Requirement:
Please work out how many of the lines below include "every". Only the number should be given.

Data to use:
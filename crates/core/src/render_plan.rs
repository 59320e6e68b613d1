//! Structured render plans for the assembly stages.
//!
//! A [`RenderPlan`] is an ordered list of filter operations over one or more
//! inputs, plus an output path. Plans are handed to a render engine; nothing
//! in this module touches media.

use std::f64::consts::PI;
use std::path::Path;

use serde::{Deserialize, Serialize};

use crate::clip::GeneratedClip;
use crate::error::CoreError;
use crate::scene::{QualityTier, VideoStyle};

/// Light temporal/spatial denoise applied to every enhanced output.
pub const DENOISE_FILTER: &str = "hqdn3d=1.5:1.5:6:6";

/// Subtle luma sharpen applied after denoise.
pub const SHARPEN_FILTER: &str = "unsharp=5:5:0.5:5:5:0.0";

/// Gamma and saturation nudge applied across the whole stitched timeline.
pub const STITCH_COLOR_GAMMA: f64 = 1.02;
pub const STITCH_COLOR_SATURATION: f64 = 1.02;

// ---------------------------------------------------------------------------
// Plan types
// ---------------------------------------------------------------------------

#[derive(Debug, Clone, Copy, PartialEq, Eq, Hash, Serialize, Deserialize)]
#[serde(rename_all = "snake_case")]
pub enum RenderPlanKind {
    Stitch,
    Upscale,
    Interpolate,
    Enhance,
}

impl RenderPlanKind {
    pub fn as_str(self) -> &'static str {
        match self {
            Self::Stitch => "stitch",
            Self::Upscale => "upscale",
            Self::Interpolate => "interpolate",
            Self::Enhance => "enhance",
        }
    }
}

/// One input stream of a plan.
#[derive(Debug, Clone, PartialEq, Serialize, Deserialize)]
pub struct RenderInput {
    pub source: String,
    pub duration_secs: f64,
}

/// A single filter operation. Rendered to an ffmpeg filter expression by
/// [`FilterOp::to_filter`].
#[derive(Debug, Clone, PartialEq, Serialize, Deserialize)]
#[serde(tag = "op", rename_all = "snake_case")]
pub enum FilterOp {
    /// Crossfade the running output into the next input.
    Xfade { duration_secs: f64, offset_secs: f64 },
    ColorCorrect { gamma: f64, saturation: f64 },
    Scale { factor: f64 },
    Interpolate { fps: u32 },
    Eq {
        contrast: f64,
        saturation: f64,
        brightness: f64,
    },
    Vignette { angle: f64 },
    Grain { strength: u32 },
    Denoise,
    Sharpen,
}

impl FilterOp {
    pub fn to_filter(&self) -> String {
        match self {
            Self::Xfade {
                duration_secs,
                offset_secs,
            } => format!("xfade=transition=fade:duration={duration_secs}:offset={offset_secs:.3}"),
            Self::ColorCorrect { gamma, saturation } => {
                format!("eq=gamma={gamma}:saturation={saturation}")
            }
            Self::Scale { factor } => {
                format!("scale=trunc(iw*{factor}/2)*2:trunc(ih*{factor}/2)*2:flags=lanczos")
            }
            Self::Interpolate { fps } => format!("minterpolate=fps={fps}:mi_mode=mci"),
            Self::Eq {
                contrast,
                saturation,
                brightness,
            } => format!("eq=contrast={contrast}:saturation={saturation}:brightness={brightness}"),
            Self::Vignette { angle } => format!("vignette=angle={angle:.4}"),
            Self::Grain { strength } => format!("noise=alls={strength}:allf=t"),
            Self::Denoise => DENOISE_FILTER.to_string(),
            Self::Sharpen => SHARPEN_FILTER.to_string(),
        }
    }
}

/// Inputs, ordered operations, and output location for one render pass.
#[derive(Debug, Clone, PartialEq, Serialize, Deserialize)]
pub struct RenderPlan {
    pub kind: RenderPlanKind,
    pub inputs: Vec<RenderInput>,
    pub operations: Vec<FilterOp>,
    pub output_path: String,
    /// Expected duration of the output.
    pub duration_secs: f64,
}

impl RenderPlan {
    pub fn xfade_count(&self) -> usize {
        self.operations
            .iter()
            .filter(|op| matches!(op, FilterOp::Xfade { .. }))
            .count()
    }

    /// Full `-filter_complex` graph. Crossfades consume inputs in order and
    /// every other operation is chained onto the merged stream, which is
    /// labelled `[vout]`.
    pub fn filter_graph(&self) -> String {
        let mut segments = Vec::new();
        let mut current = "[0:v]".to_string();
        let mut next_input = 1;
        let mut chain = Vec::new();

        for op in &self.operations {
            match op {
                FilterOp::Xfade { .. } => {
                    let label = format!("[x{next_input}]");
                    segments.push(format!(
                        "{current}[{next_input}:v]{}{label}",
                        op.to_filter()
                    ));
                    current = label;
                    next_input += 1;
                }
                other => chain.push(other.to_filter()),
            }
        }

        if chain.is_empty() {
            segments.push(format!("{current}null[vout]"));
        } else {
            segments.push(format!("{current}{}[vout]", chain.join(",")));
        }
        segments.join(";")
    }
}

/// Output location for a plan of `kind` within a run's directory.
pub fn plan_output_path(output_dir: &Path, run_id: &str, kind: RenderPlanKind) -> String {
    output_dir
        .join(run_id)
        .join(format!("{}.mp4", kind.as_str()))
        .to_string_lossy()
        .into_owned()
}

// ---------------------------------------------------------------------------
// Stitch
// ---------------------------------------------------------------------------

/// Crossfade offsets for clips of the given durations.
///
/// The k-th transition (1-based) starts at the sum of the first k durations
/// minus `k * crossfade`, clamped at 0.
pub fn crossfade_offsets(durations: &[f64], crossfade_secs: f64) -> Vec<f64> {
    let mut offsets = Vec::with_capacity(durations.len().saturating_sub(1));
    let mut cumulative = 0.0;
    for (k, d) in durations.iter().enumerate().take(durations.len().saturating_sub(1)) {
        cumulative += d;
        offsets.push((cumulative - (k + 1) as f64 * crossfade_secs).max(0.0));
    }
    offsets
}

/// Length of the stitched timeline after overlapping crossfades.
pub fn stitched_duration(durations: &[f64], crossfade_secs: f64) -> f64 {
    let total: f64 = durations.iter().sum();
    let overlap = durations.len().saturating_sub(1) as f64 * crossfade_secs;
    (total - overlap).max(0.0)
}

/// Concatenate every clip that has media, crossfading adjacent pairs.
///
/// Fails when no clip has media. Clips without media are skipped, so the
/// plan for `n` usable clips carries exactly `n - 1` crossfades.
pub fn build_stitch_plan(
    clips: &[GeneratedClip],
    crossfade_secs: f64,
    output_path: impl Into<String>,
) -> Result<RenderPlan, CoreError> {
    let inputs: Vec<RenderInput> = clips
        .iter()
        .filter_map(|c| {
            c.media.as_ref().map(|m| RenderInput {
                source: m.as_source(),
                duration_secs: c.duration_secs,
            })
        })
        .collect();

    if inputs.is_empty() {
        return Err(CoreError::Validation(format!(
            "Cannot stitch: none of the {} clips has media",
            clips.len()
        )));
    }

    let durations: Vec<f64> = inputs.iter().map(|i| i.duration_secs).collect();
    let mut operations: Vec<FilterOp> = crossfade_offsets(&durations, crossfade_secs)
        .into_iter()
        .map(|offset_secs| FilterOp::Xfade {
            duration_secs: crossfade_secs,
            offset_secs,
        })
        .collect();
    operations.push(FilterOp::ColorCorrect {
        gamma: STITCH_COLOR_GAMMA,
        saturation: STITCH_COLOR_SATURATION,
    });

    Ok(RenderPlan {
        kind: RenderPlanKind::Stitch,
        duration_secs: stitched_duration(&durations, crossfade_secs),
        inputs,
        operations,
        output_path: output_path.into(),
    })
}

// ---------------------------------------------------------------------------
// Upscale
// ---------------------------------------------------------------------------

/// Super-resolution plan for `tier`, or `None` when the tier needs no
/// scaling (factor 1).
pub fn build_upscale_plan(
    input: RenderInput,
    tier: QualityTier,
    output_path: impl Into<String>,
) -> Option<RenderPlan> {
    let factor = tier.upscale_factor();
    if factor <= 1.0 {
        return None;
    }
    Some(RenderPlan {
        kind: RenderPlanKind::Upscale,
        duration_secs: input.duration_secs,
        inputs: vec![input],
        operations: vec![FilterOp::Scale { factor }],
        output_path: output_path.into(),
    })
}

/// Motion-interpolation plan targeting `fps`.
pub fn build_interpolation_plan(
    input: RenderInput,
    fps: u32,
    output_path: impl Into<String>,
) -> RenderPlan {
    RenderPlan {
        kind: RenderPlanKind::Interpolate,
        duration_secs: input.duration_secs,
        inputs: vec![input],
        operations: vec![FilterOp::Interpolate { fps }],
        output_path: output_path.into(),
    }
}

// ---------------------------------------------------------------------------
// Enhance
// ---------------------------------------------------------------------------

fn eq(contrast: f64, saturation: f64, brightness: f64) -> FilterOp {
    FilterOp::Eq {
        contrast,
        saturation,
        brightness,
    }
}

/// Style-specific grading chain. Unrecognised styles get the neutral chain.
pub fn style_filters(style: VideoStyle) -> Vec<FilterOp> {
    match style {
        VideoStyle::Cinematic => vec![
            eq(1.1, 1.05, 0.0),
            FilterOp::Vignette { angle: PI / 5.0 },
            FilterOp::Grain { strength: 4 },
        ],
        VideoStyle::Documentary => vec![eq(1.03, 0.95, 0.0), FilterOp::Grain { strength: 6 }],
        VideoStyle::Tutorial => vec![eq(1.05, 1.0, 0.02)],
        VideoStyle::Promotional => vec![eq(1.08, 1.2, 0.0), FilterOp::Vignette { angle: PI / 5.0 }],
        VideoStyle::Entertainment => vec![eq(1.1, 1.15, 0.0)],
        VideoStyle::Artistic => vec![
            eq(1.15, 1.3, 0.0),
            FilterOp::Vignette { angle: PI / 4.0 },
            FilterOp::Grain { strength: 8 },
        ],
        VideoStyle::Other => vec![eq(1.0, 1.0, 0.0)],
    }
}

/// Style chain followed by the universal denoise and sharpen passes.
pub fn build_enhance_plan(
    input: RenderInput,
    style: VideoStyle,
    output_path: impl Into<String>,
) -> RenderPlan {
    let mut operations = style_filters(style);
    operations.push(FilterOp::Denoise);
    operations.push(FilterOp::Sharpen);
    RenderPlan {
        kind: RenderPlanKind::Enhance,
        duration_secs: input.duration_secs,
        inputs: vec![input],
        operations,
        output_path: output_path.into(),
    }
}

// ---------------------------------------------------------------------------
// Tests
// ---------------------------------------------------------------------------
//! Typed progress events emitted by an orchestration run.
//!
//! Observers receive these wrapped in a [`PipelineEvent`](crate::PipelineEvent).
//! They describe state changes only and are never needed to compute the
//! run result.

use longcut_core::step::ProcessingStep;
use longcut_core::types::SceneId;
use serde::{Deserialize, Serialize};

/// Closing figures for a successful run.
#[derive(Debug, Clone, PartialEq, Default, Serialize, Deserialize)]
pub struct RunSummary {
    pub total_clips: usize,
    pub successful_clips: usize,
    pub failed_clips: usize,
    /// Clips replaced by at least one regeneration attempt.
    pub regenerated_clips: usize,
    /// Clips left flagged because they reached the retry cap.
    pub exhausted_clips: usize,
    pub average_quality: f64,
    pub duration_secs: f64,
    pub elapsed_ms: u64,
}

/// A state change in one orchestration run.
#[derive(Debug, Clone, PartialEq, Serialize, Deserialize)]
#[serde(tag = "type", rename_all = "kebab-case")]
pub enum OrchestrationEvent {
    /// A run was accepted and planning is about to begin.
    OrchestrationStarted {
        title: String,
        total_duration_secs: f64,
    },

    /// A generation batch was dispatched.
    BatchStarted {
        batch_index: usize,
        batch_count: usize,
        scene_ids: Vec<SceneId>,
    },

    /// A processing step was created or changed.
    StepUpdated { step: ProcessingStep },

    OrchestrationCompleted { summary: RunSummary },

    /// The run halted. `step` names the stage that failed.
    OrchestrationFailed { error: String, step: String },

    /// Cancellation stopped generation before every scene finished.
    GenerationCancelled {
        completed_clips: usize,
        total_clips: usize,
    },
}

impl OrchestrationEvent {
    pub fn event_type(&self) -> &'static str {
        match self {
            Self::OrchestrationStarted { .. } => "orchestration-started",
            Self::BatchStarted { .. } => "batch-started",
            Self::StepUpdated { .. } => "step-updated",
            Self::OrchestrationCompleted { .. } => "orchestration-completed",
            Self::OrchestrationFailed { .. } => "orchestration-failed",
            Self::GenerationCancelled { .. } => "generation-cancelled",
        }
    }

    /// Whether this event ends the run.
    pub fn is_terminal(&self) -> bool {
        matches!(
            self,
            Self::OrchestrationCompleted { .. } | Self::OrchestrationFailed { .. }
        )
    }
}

Exercise response:
4